With allies, with a combination of military and police force, and with aid and assistance to weak states at the brink of failure, we can slowly dry up the resources that terror networks need to survive and grow. With military and police acting on shared intelligence, we can track down the most obvious terrorists as they rise to leadership positions.

The best we can hope for will resemble our experience with the ultra-leftist Red Brigades, which sought to separate Italy from the Western alliance and slowly faded away in the late 1980s. We will never see a surrender ceremony and have the psychological relief it creates. The task that faces us will take time and patience. Secretary of Defense Donald Rumsfeld belatedly wrote last fall that it will be a "long, hard slog" that will try us all.

A unilateral approach will not work. Nor is a fascination with military solutions useful. Attacking the center of gravity of the terrorists' networks will require allies. In the Philippines, Pakistan, Afghanistan, Indonesia and South America, concerted action will require the perception by local constituents and their political leaders that we are the right partner and that our common cause is necessary and just. We cannot do this task alone. Speaking loudly and carrying a big stick frustrates our purpose.

Finally, we must change the way we think about the strategic problem. Defense transformation is as much a function of strategic thinking, political influence and military and police power as it is a function of new technology. Elegant technological solutions at the tactical level cannot make up for misguided strategic choices.

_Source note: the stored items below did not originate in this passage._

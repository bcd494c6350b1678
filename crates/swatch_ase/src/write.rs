//! Types for writing ASE files
//!

use binrw::BinWrite;
use std::fmt::Debug;
use std::io::{Cursor, Write};
use tracing::instrument;

use crate::color::Color;
use crate::document::Document;
use crate::error::{GroupError, Result};
use crate::group::Group;
use crate::name::write_name;
use crate::types::{AseHeader, BlockHeader, BlockType};

/// ASE file generator
///
/// Blocks are kept in memory until [`AseWriter::finish`] since the header has to carry the
/// final block count.
///
/// ```
/// # fn doit() -> swatch_ase::error::Result<()>
/// # {
/// use swatch_ase::{AseWriter, Color, ColorModel};
///
/// // We use a buffer here, though you'd normally use a `File`
/// let mut ase = AseWriter::new(Vec::<u8>::new());
///
/// ase.start_group("Grays")?;
/// ase.write_color(
///     &Color::builder()
///         .name("Mid gray")
///         .model(ColorModel::Gray)
///         .values(vec![0.5])
///         .build(),
/// )?;
/// ase.end_group()?;
///
/// // Apply the changes you've made.
/// let bytes = ase.finish()?;
/// assert_eq!(&bytes[..4], b"ASEF");
///
/// # Ok(())
/// # }
/// # doit().unwrap();
/// ```
pub struct AseWriter<W: Write> {
    inner: W,
    blocks: Cursor<Vec<u8>>,
    payload: Vec<u8>,
    header: AseHeader,
    current_group: Option<String>,
}

impl<W: Write> Debug for AseWriter<W> {
    fn fmt(&self, f: &mut std::fmt::Formatter<'_>) -> std::fmt::Result {
        f.debug_struct("AseWriter")
            .field("header", &self.header)
            .field("current_group", &self.current_group)
            .finish_non_exhaustive()
    }
}

impl<W: Write> AseWriter<W> {
    /// Initializes the file.
    pub fn new(inner: W) -> AseWriter<W> {
        AseWriter {
            inner,
            blocks: Cursor::new(Vec::new()),
            payload: Vec::new(),
            header: AseHeader::default(),
            current_group: None,
        }
    }

    /// Returns true if a group is currently open.
    pub const fn is_writing_group(&self) -> bool {
        self.current_group.is_some()
    }

    /// Number of blocks written so far
    pub fn block_count(&self) -> i32 {
        self.header.blocks
    }

    /// Append a color, inside the open group if there is one.
    #[instrument(skip(self, color), fields(name = %color.name), err)]
    pub fn write_color(&mut self, color: &Color) -> Result<()> {
        self.payload.clear();
        self.payload.reserve(color.payload_size()?);
        color.write_to(&mut self.payload)?;
        self.write_block(BlockType::Color)
    }

    /// Open a new group, closing the current one first.
    #[instrument(skip(self, name), err)]
    pub fn start_group(&mut self, name: impl ToString) -> Result<()> {
        if self.current_group.is_some() {
            self.end_group()?;
        }

        let name = name.to_string();
        self.payload.clear();
        write_name(&mut self.payload, &name)?;
        self.write_block(BlockType::GroupStart)?;

        self.current_group = Some(name);

        Ok(())
    }

    /// Close the open group.
    #[instrument(skip(self), err)]
    pub fn end_group(&mut self) -> Result<()> {
        if self.current_group.take().is_none() {
            return Err(GroupError::UnexpectedEnd.into());
        }

        self.payload.clear();
        self.write_block(BlockType::GroupEnd)
    }

    /// Write a whole group with its colors.
    #[instrument(skip(self, group), fields(name = %group.name, colors = group.colors.len()), err)]
    pub fn write_group(&mut self, group: &Group) -> Result<()> {
        self.start_group(&group.name)?;
        for color in &group.colors {
            self.write_color(color)?;
        }
        self.end_group()
    }

    #[instrument(skip(self), level = "trace", err, fields(size = self.payload.len()))]
    fn write_block(&mut self, kind: BlockType) -> Result<()> {
        BlockHeader::new(kind, self.payload.len() as i32).write(&mut self.blocks)?;
        self.blocks.write_all(&self.payload)?;
        self.header.blocks += 1;
        Ok(())
    }

    /// Close any open group and write the header followed by every block
    ///
    /// This will return the writer, but one should normally not append any data to the end of the file.
    #[instrument(skip(self), err)]
    pub fn finish(mut self) -> Result<W> {
        if self.current_group.is_some() {
            self.end_group()?;
        }

        let mut header = Vec::with_capacity(AseHeader::SIZE);
        self.header.write(&mut Cursor::new(&mut header))?;

        self.inner.write_all(&header)?;
        self.inner.write_all(self.blocks.get_ref())?;
        self.inner.flush()?;

        Ok(self.inner)
    }
}

/// Encode a [`Document`] into `writer`.
///
/// Ungrouped colors are written first, followed by each group with its colors. Nothing is
/// written to `writer` if any color fails to encode.
#[instrument(skip_all, err, fields(blocks = document.block_count()))]
pub fn encode<W: Write>(document: &Document, writer: W) -> Result<W> {
    let mut ase = AseWriter::new(writer);

    for color in &document.colors {
        ase.write_color(color)?;
    }

    for group in &document.groups {
        ase.write_group(group)?;
    }

    ase.finish()
}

We have much to do in the war on terror, and we have not started well. Creating an Iraq with a democratic government is only part of a much larger problem of empowering Muslim moderates to confront Islamist radicalism. Progress to a solution of the conflict between Israel and the Palestinians and stability in Pakistan remain crucial to this endeavor.

We must also deploy an information campaign that convinces Muslim communities of their own self-interest in drying up the terrorists' sources of recruits and funds. Allies willing to work with us under great
risk bring invaluable capabilities, tools we do not have in our own inventory.

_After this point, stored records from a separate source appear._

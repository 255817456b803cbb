// src/handlers/settings.rs

use axum::{
    extract::State,
    http::StatusCode,
    response::IntoResponse,
    Json,
};
use rust_decimal::Decimal;
use serde::Deserialize;
use utoipa::ToSchema;
use validator::Validate;

use crate::{
    common::error::{field_error, AppError},
    config::AppState,
    models::settings::{FunnelSettings, ShippingSettings, ShippingTier},
};

// =============================================================================
//  ÁREA 1: FRETE
// =============================================================================

// GET /api/settings/shipping
#[utoipa::path(
    get,
    path = "/api/settings/shipping",
    tag = "Configurações",
    responses(
        (status = 200, description = "Configuração de frete vigente", body = ShippingSettings)
    )
)]
pub async fn get_shipping_settings(
    State(app_state): State<AppState>,
) -> Result<impl IntoResponse, AppError> {
    let settings = app_state.settings_repo.get_shipping().await;
    Ok((StatusCode::OK, Json(settings)))
}

#[derive(Debug, Deserialize, Validate, ToSchema)]
#[serde(rename_all = "camelCase")]
pub struct SaveShippingSettingsPayload {
    #[validate(length(equal = 8, message = "invalid_cep"))]
    #[schema(example = "01310100")]
    pub origin_zip: Option<String>,

    // A ordem das faixas é significativa: a resolução pega a primeira que
    // contiver a distância.
    #[serde(default)]
    pub tiers: Vec<ShippingTier>,
}

// PUT /api/settings/shipping
#[utoipa::path(
    put,
    path = "/api/settings/shipping",
    tag = "Configurações",
    request_body = SaveShippingSettingsPayload,
    responses(
        (status = 200, description = "Configuração de frete salva", body = ShippingSettings),
        (status = 400, description = "Faixa com intervalo ou custo inválido")
    )
)]
pub async fn save_shipping_settings(
    State(app_state): State<AppState>,
    Json(payload): Json<SaveShippingSettingsPayload>,
) -> Result<impl IntoResponse, AppError> {
    payload.validate()?;
    validate_tiers(&payload.tiers)?;

    let settings = app_state
        .settings_repo
        .save_shipping(ShippingSettings {
            origin_zip: payload.origin_zip,
            tiers: payload.tiers,
        })
        .await;

    Ok((StatusCode::OK, Json(settings)))
}

fn validate_tiers(tiers: &[ShippingTier]) -> Result<(), AppError> {
    for tier in tiers {
        if tier.min_distance < Decimal::ZERO || tier.max_distance < tier.min_distance {
            return Err(field_error("tiers", "invalid_range"));
        }
        if tier.cost < Decimal::ZERO {
            return Err(field_error("tiers", "invalid_number"));
        }
    }
    Ok(())
}

// =============================================================================
//  ÁREA 2: FUNIL
// =============================================================================

// GET /api/settings/funnel
#[utoipa::path(
    get,
    path = "/api/settings/funnel",
    tag = "Configurações",
    responses(
        (status = 200, description = "Configuração do funil vigente", body = FunnelSettings)
    )
)]
pub async fn get_funnel_settings(
    State(app_state): State<AppState>,
) -> Result<impl IntoResponse, AppError> {
    let settings = app_state.settings_repo.get_funnel().await;
    Ok((StatusCode::OK, Json(settings)))
}

#[derive(Debug, Deserialize, Validate, ToSchema)]
#[serde(rename_all = "camelCase")]
pub struct SaveFunnelSettingsPayload {
    #[validate(range(min = 1, message = "invalid_number"))]
    #[schema(example = 30)]
    pub reactivation_period_days: i64,
}

// PUT /api/settings/funnel
// A checagem de reativação é derivada: salvar um novo período muda o
// resultado das próximas consultas, sem tocar nos leads.
#[utoipa::path(
    put,
    path = "/api/settings/funnel",
    tag = "Configurações",
    request_body = SaveFunnelSettingsPayload,
    responses(
        (status = 200, description = "Configuração do funil salva", body = FunnelSettings),
        (status = 400, description = "Período inválido")
    )
)]
pub async fn save_funnel_settings(
    State(app_state): State<AppState>,
    Json(payload): Json<SaveFunnelSettingsPayload>,
) -> Result<impl IntoResponse, AppError> {
    payload.validate()?;

    let settings = app_state
        .settings_repo
        .save_funnel(FunnelSettings {
            reactivation_period_days: payload.reactivation_period_days,
        })
        .await;

    Ok((StatusCode::OK, Json(settings)))
}

#[cfg(test)]
mod tests {
    use super::*;

    fn dec(value: i64) -> Decimal {
        Decimal::from(value)
    }

    #[test]
    fn tier_with_inverted_range_is_rejected() {
        let tiers = [ShippingTier {
            min_distance: dec(10),
            max_distance: dec(5),
            cost: dec(20),
        }];
        assert!(validate_tiers(&tiers).is_err());
    }

    #[test]
    fn single_point_range_is_valid() {
        let tiers = [ShippingTier {
            min_distance: dec(10),
            max_distance: dec(10),
            cost: dec(20),
        }];
        assert!(validate_tiers(&tiers).is_ok());
    }
}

With shared intelligence and the coordinated, multinational efforts of law enforcement, combined task groups of military forces and special operations forces, we can run terrorist operators to ground. But the campaign will require our best effort, patience and an approach that brings the greatest number of friends along in what will be a long, frustrating campaign, the more so if we continue to operate without a coherent strategy.